++++ TASK INPUTS

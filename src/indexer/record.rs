//! Name state records
//!
//! Everything the classifier extracts from a transaction is one of three
//! record shapes. Only output and named meta records are ever stored in a
//! history list; action records replace the whole entry.

use crate::data_source::{Covenant, Locator};
use std::fmt;

/// A regular output carrying a space
#[derive(Debug, Clone, PartialEq)]
pub struct OutputRecord {
    pub name: String,
    pub locator: Locator,
    pub covenant: Option<Covenant>,
    pub value: Option<u64>,
    pub height: u64,
}

/// A meta output updating a space without a new spendable output
#[derive(Debug, Clone, PartialEq)]
pub struct MetaRecord {
    pub name: String,
    pub txid: String,
    pub covenant: Option<Covenant>,
    pub height: u64,
}

/// A revoke or reject marker targeting a space
#[derive(Debug, Clone, PartialEq)]
pub struct ActionRecord {
    pub action: ActionKind,
    pub target: String,
    pub txid: String,
    pub reason: Option<String>,
    pub height: u64,
}

#[derive(Debug, Clone, PartialEq, Eq, Hash)]
pub enum ActionKind {
    Revoke,
    Reject,
    Other(String),
}

impl From<String> for ActionKind {
    fn from(s: String) -> Self {
        match s.as_str() {
            "revoke" => ActionKind::Revoke,
            "reject" => ActionKind::Reject,
            _ => ActionKind::Other(s),
        }
    }
}

impl fmt::Display for ActionKind {
    fn fmt(&self, f: &mut fmt::Formatter) -> fmt::Result {
        match self {
            ActionKind::Revoke => write!(f, "revoke"),
            ActionKind::Reject => write!(f, "reject"),
            ActionKind::Other(s) => write!(f, "{}", s),
        }
    }
}

/// Anything the classifier can emit for a name
#[derive(Debug, Clone, PartialEq)]
pub enum Record {
    Output(OutputRecord),
    Meta(MetaRecord),
    Action(ActionRecord),
}

impl Record {
    /// Name whose entry this record touches
    pub fn name(&self) -> &str {
        match self {
            Record::Output(r) => &r.name,
            Record::Meta(r) => &r.name,
            Record::Action(r) => &r.target,
        }
    }
}

/// A record that can live inside a name's history list
#[derive(Debug, Clone, PartialEq)]
pub enum HistoryRecord {
    Output(OutputRecord),
    Meta(MetaRecord),
}

impl HistoryRecord {
    pub fn covenant(&self) -> Option<&Covenant> {
        match self {
            HistoryRecord::Output(r) => r.covenant.as_ref(),
            HistoryRecord::Meta(r) => r.covenant.as_ref(),
        }
    }

    pub fn height(&self) -> u64 {
        match self {
            HistoryRecord::Output(r) => r.height,
            HistoryRecord::Meta(r) => r.height,
        }
    }

    pub fn txid(&self) -> &str {
        match self {
            HistoryRecord::Output(r) => &r.locator.txid,
            HistoryRecord::Meta(r) => &r.txid,
        }
    }

    /// Output locator, if this record is a spendable output
    pub fn locator(&self) -> Option<&Locator> {
        match self {
            HistoryRecord::Output(r) => Some(&r.locator),
            HistoryRecord::Meta(_) => None,
        }
    }
}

++++++++

● **EXERCISE**
Filter the entries and keep only the lines holding "list".

● **ANSWER FOR THE TASK**
//! history list; action records replace the whole entry.
/// A record that can live inside a name's history list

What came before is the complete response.